Next, the first question "data" has been described clearly above. Regarding the second question "data grouping", let's take a chestnut:

If there are 10,000 normal samples and 20 abnormal samples in all our aircraft engine data, the recommended grouping ratio is as follows:

  • train set: 6000 normal samples
  • cross validation set: 2000 normal samples, 10 abnormal samples
  • test set: 2000 normal samples, 10 abnormal samples

So about the third question "system evaluation":

  • Obtain a probability distribution model on the train set
  • On the validation/test set, the label of the predicted sample (0 or 1)
  • 计算evaluation metrics,可能包括:true positive, false positive, true negative, false negative, precision, recall, F1-score
  • In addition, the above method of systematic evaluation can also be used to guide the probability threshold of classification, that is, the selection of epsilon in the above figure.

 

(5) How to select or design features

Let's talk about how the features in the anomaly detection problem should be selected or designed.

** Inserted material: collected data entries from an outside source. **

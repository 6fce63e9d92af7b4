//! Vocabulary extraction and term-document frequency matrices.

use crate::config::MatrixOptions;
use crate::error::{LsirError, Result};
use crate::index::{Corpus, DocMeta};
use crate::language::Language;
use crate::normalize::Pipeline;
use nalgebra::{DMatrix, DVector};
use rayon::prelude::*;
use serde::{Deserialize, Serialize};
use sha1::{Digest, Sha1};
use std::collections::{BTreeMap, BTreeSet, HashMap, HashSet};
use std::fmt;

/// Content-derived address of a stored artifact (hex SHA-1).
#[derive(Debug, Clone, PartialEq, Eq, Hash, PartialOrd, Ord, Serialize, Deserialize)]
#[serde(transparent)]
pub struct BuildHash(String);

impl BuildHash {
    pub fn digest(material: &str) -> Self {
        let mut hasher = Sha1::new();
        hasher.update(material.as_bytes());
        BuildHash(format!("{:x}", hasher.finalize()))
    }

    /// Digest of several fields, each prefixed with its length so that no two
    /// field lists share an encoding.
    pub fn digest_fields(fields: &[&str]) -> Self {
        let mut hasher = Sha1::new();
        for field in fields {
            hasher.update(format!("{}:", field.len()).as_bytes());
            hasher.update(field.as_bytes());
        }
        BuildHash(format!("{:x}", hasher.finalize()))
    }

    /// Wraps an already computed digest, e.g. one read back from disk.
    pub fn from_hex(hex: impl Into<String>) -> Self {
        BuildHash(hex.into())
    }

    pub fn as_str(&self) -> &str {
        &self.0
    }

    pub fn short(&self) -> &str {
        &self.0[..self.0.len().min(8)]
    }
}

impl fmt::Display for BuildHash {
    fn fmt(&self, f: &mut fmt::Formatter<'_>) -> fmt::Result {
        f.write_str(&self.0)
    }
}

/// Sorted, deduplicated terms; a term's position is its matrix column.
#[derive(Debug, Clone, Default, PartialEq, Eq)]
pub struct Vocabulary {
    terms: Vec<String>,
    positions: HashMap<String, usize>,
}

impl Vocabulary {
    pub fn from_tokens<I, S>(tokens: I) -> Self
    where
        I: IntoIterator<Item = S>,
        S: Into<String>,
    {
        let set: BTreeSet<String> = tokens.into_iter().map(Into::into).collect();
        Self::from_terms(set.into_iter().collect())
    }

    /// Keeps the given order; used when reading a stored term list.
    pub fn from_terms(terms: Vec<String>) -> Self {
        let positions = terms.iter().enumerate().map(|(i, t)| (t.clone(), i)).collect();
        Self { terms, positions }
    }

    pub fn position(&self, term: &str) -> Option<usize> {
        self.positions.get(term).copied()
    }

    pub fn terms(&self) -> &[String] {
        &self.terms
    }

    pub fn len(&self) -> usize {
        self.terms.len()
    }

    pub fn is_empty(&self) -> bool {
        self.terms.is_empty()
    }

    /// Raw counts of `tokens` over this vocabulary; unknown tokens are dropped.
    pub fn frequency<S: AsRef<str>>(&self, tokens: &[S]) -> DVector<f64> {
        let mut freq = DVector::zeros(self.len());
        for token in tokens {
            if let Some(col) = self.position(token.as_ref()) {
                freq[col] += 1.0;
            }
        }
        freq
    }
}

/// A built term-document matrix with everything needed to address and query it.
#[derive(Debug, Clone)]
pub struct TermDocumentMatrix {
    pub corpus_id: String,
    pub modified: String,
    pub vocabulary: Vocabulary,
    /// documents × terms
    pub matrix: DMatrix<f64>,
    pub options: MatrixOptions,
    pub hash: BuildHash,
    pub documents: Vec<DocMeta>,
}

impl TermDocumentMatrix {
    pub fn shape(&self) -> (usize, usize) {
        self.matrix.shape()
    }
}

/// Hash of a matrix build. Pure in its inputs: no clock, no randomness.
pub fn matrix_hash(corpus_id: &str, modified: &str, rows: usize, cols: usize, options_token: &str) -> BuildHash {
    BuildHash::digest_fields(&[corpus_id, modified, &rows.to_string(), &cols.to_string(), options_token])
}

/// Builds the vocabulary and frequency matrix of `corpus`.
pub fn build_matrix(corpus: &Corpus, options: &MatrixOptions) -> Result<TermDocumentMatrix> {
    if corpus.is_empty() {
        return Err(LsirError::EmptyCorpus);
    }
    let languages = document_languages(corpus, options)?;

    let mut pipelines: BTreeMap<Language, Pipeline> = BTreeMap::new();
    for &lang in &languages {
        pipelines
            .entry(lang)
            .or_insert_with(|| Pipeline::from_config(&options.normalizer, lang));
    }

    let counts: Vec<HashMap<String, usize>> = corpus
        .documents
        .par_iter()
        .zip(languages.par_iter())
        .map(|(doc, lang)| {
            let mut counts = HashMap::new();
            for token in pipelines[lang].tokens(&doc.text(&options.fields)) {
                *counts.entry(token).or_insert(0) += 1;
            }
            counts
        })
        .collect();

    let vocabulary = Vocabulary::from_tokens(counts.iter().flat_map(|c| c.keys().cloned()));
    let (rows, cols) = (corpus.len(), vocabulary.len());
    let mut matrix = DMatrix::zeros(rows, cols);
    for (row, doc_counts) in counts.iter().enumerate() {
        for (term, &count) in doc_counts {
            if let Some(col) = vocabulary.position(term) {
                matrix[(row, col)] = count as f64;
            }
        }
    }
    if options.regularise {
        matrix = tfidf(&matrix);
    }

    let hash = matrix_hash(&corpus.id, &corpus.modified, rows, cols, &options.token()?);
    tracing::info!(docs = rows, terms = cols, regularise = options.regularise, hash = %hash, "built term document matrix");

    Ok(TermDocumentMatrix {
        corpus_id: corpus.id.clone(),
        modified: corpus.modified.clone(),
        vocabulary,
        matrix,
        options: options.clone(),
        hash,
        documents: corpus.documents.iter().map(|d| d.meta()).collect(),
    })
}

fn document_languages(corpus: &Corpus, options: &MatrixOptions) -> Result<Vec<Language>> {
    let mut seen = HashSet::new();
    corpus
        .documents
        .iter()
        .map(|doc| {
            if doc.external_id.trim().is_empty() {
                return Err(LsirError::MalformedDocument {
                    id: doc.title.clone(),
                    reason: "missing identifier".into(),
                });
            }
            if !seen.insert(doc.external_id.as_str()) {
                return Err(LsirError::MalformedDocument {
                    id: doc.external_id.clone(),
                    reason: "duplicate identifier".into(),
                });
            }
            Language::resolve(&doc.language, options.normalizer.default_language)
        })
        .collect()
}

/// TF-IDF weighting of a raw count matrix.
///
/// tf = count / tokens in the document, idf = ln(N / df) + 1. Empty rows and
/// never-seen terms stay zero.
pub fn tfidf(counts: &DMatrix<f64>) -> DMatrix<f64> {
    let (rows, cols) = counts.shape();
    let n = rows as f64;
    let idf: Vec<f64> = (0..cols)
        .map(|j| {
            let df = counts.column(j).iter().filter(|&&v| v > 0.0).count();
            if df == 0 {
                0.0
            } else {
                (n / df as f64).ln() + 1.0
            }
        })
        .collect();
    let mut weighted = DMatrix::zeros(rows, cols);
    for i in 0..rows {
        let total: f64 = counts.row(i).sum();
        if total == 0.0 {
            continue;
        }
        for j in 0..cols {
            weighted[(i, j)] = counts[(i, j)] / total * idf[j];
        }
    }
    weighted
}

#[cfg(test)]
mod tests {
    use super::*;
    use crate::config::NormalizerConfig;
    use crate::index::Document;

    fn doc(id: &str, title: &str) -> Document {
        Document { external_id: id.into(), language: "english".into(), title: title.into(), ..Default::default() }
    }

    fn plain_options(regularise: bool) -> MatrixOptions {
        MatrixOptions {
            regularise,
            normalizer: NormalizerConfig { stopwords: false, stemming: false, ..Default::default() },
            ..Default::default()
        }
    }

    fn animals() -> Corpus {
        Corpus::new("animals", "2024-01-01T00:00:00Z").with_documents(vec![
            doc("d1", "cats and dogs"),
            doc("d2", "dogs and birds"),
            doc("d3", "birds and fish"),
        ])
    }

    #[test]
    fn vocabulary_is_sorted_and_unique() {
        let built = build_matrix(&animals(), &plain_options(false)).unwrap();
        assert_eq!(built.vocabulary.terms(), &["and", "birds", "cats", "dogs", "fish"]);
        let terms = built.vocabulary.terms();
        assert!(terms.windows(2).all(|w| w[0] < w[1]));
    }

    #[test]
    fn counts_land_in_the_right_cells() {
        let built = build_matrix(&animals(), &plain_options(false)).unwrap();
        assert_eq!(built.shape(), (3, 5));
        let expected = DMatrix::from_row_slice(3, 5, &[
            1.0, 0.0, 1.0, 1.0, 0.0,
            1.0, 1.0, 0.0, 1.0, 0.0,
            1.0, 1.0, 0.0, 0.0, 1.0,
        ]);
        assert_eq!(built.matrix, expected);
    }

    #[test]
    fn repeated_tokens_are_counted() {
        let corpus = Corpus::new("c", "m").with_documents(vec![doc("a", "spam spam eggs")]);
        let built = build_matrix(&corpus, &plain_options(false)).unwrap();
        let spam = built.vocabulary.position("spam").unwrap();
        assert_eq!(built.matrix[(0, spam)], 2.0);
    }

    #[test]
    fn tfidf_matches_hand_computation() {
        let built = build_matrix(&animals(), &plain_options(true)).unwrap();
        let v = &built.vocabulary;
        let dogs_idf = (3.0f64 / 2.0).ln() + 1.0;
        let cats_idf = 3.0f64.ln() + 1.0;
        assert!((built.matrix[(0, v.position("and").unwrap())] - 1.0 / 3.0).abs() < 1e-12);
        assert!((built.matrix[(0, v.position("dogs").unwrap())] - dogs_idf / 3.0).abs() < 1e-12);
        assert!((built.matrix[(0, v.position("cats").unwrap())] - cats_idf / 3.0).abs() < 1e-12);
    }

    #[test]
    fn tfidf_is_deterministic() {
        let counts = DMatrix::from_row_slice(2, 3, &[2.0, 0.0, 1.0, 0.0, 3.0, 1.0]);
        assert_eq!(tfidf(&counts), tfidf(&counts));
    }

    #[test]
    fn empty_document_gives_zero_row() {
        let corpus = Corpus::new("c", "m").with_documents(vec![doc("a", "real words"), doc("b", "?!, ...")]);
        for regularise in [false, true] {
            let built = build_matrix(&corpus, &plain_options(regularise)).unwrap();
            assert!(built.matrix.row(1).iter().all(|&v| v == 0.0));
            assert!(built.matrix.iter().all(|v| v.is_finite()));
        }
    }

    #[test]
    fn empty_corpus_is_an_input_error() {
        let err = build_matrix(&Corpus::new("c", "m"), &MatrixOptions::default()).unwrap_err();
        assert!(matches!(err, LsirError::EmptyCorpus));
        assert!(err.is_input_error());
    }

    #[test]
    fn unknown_language_is_a_configuration_error() {
        let mut bad = doc("a", "text");
        bad.language = "klingon".into();
        let corpus = Corpus::new("c", "m").with_documents(vec![bad]);
        let err = build_matrix(&corpus, &MatrixOptions::default()).unwrap_err();
        assert!(err.is_configuration_error());
    }

    #[test]
    fn duplicate_identifiers_are_rejected() {
        let corpus = Corpus::new("c", "m").with_documents(vec![doc("a", "one"), doc("a", "two")]);
        let err = build_matrix(&corpus, &MatrixOptions::default()).unwrap_err();
        assert!(matches!(err, LsirError::MalformedDocument { .. }));
    }

    #[test]
    fn hash_is_reproducible_and_input_sensitive() {
        let options = plain_options(true);
        let first = build_matrix(&animals(), &options).unwrap().hash;
        let second = build_matrix(&animals(), &options).unwrap().hash;
        assert_eq!(first, second);

        let mut touched = animals();
        touched.modified = "2024-02-01T00:00:00Z".into();
        assert_ne!(build_matrix(&touched, &options).unwrap().hash, first);

        let mut renamed = animals();
        renamed.id = "zoo".into();
        assert_ne!(build_matrix(&renamed, &options).unwrap().hash, first);

        let mut grown = animals();
        grown.documents.push(doc("d4", "fish"));
        assert_ne!(build_matrix(&grown, &options).unwrap().hash, first);

        assert_ne!(build_matrix(&animals(), &plain_options(false)).unwrap().hash, first);
    }

    #[test]
    fn hash_separates_its_fields() {
        assert_ne!(matrix_hash("c", "m", 1, 12, "{}"), matrix_hash("c", "m", 11, 2, "{}"));
        assert_ne!(matrix_hash("ab", "c", 1, 1, "{}"), matrix_hash("a", "bc", 1, 1, "{}"));
        assert_eq!(matrix_hash("c", "m", 1, 12, "{}"), matrix_hash("c", "m", 1, 12, "{}"));
    }

    #[test]
    fn different_shapes_never_share_a_hash() {
        let options = plain_options(false);
        let wide = Corpus::new("c", "m").with_documents(vec![doc(
            "only",
            "one two three four five six seven eight nine ten eleven twelve",
        )]);
        let tall = Corpus::new("c", "m").with_documents(
            (0..11).map(|i| doc(&format!("d{i}"), "alpha beta")).collect(),
        );
        let wide = build_matrix(&wide, &options).unwrap();
        let tall = build_matrix(&tall, &options).unwrap();
        assert_eq!(wide.shape(), (1, 12));
        assert_eq!(tall.shape(), (11, 2));
        assert_ne!(wide.hash, tall.hash);
    }

    #[test]
    fn frequency_drops_unknown_terms() {
        let vocab = Vocabulary::from_tokens(["b", "a", "c", "a"]);
        assert_eq!(vocab.terms(), &["a", "b", "c"]);
        let freq = vocab.frequency(&["a", "zzz", "a", "c"]);
        assert_eq!(freq.as_slice(), &[2.0, 0.0, 1.0]);
    }
}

This part will introduce two aspects: one is data transformation, and the other is adding more discriminative features

1. Data transformation

We know that the above anomaly detection system is based on the assumption that each dimension of data obeys a Gaussian distribution. So what if the original data does not follow a Gaussian distribution? The way is to first perform some kind of transformation on the original data, which is actually equivalent to designing a new feature. An example is shown below:

Top left image: The histogram of the statistical data x, it is found that it basically conforms to the Gaussian distribution

Bottom left: It is found that the histogram of the data does not conform to a Gaussian distribution

Bottom right: After performing log(x) transformation on x, the statistical histogram basically conforms to the Gaussian distribution

There are many transformations similar to log(x), and several functions such as those shown on the upper right can be tried in experiments.

The following is an example in the experiment to illustrate how to do data transformation. As shown in the next few pictures, the code is Octave's:

The initial data looks like this:

50 in hist(x,50) is a parameter of the hist function, so don't worry too much here

Ok, let's try to find a function to do the transformation, it becomes the following:

It is more and more like a Gaussian distribution, try to adjust the parameters of the function:

Great, this is closer to a Gaussian distribution.

Try other functions again, and find that it may be done at once, haha:

Assign the transformed data conforming to the Gaussian distribution to the new xNew, and use xNew to estimate the two parameters of the Gaussian distribution. You're done!

 

2. Add more discriminative features

In addition, since we rely on the probability threshold to distinguish normal and abnormal samples, we certainly hope that the probability value of abnormal samples is small and the probability value of normal samples is large. The problem that is easy to encounter at this time is that if the predicted probability value of a test sample is not too small or too small, just around the threshold, the probability of the prediction result being wrong is relatively large. As shown below:

At the position of the green X sample, the predicted probability value is quite large for both normal and abnormal samples, and it is difficult to give a correct judgment.

At this time, if we have features of another dimension, which are more distinguishable between normal and abnormal samples near the position of green X, then we may be able to make a correct judgment on green X. As shown in the figure below, after we add the x2 feature, we find that the probability p(x2) of the green X sample in the feature dimension of x2 is very small, and the product of p(x1) is naturally small. Thus, when the feature x1 is indistinguishable, the feature x2 helps the model to successfully identify the sample.

 

To sum up, pay attention to two points when selecting features:

1. When the feature data does not conform to the Gaussian distribution, try to transform the data with a variety of functions through the histogram distribution of the statistical data, so that the histogram distribution characteristics conform to the Gaussian model.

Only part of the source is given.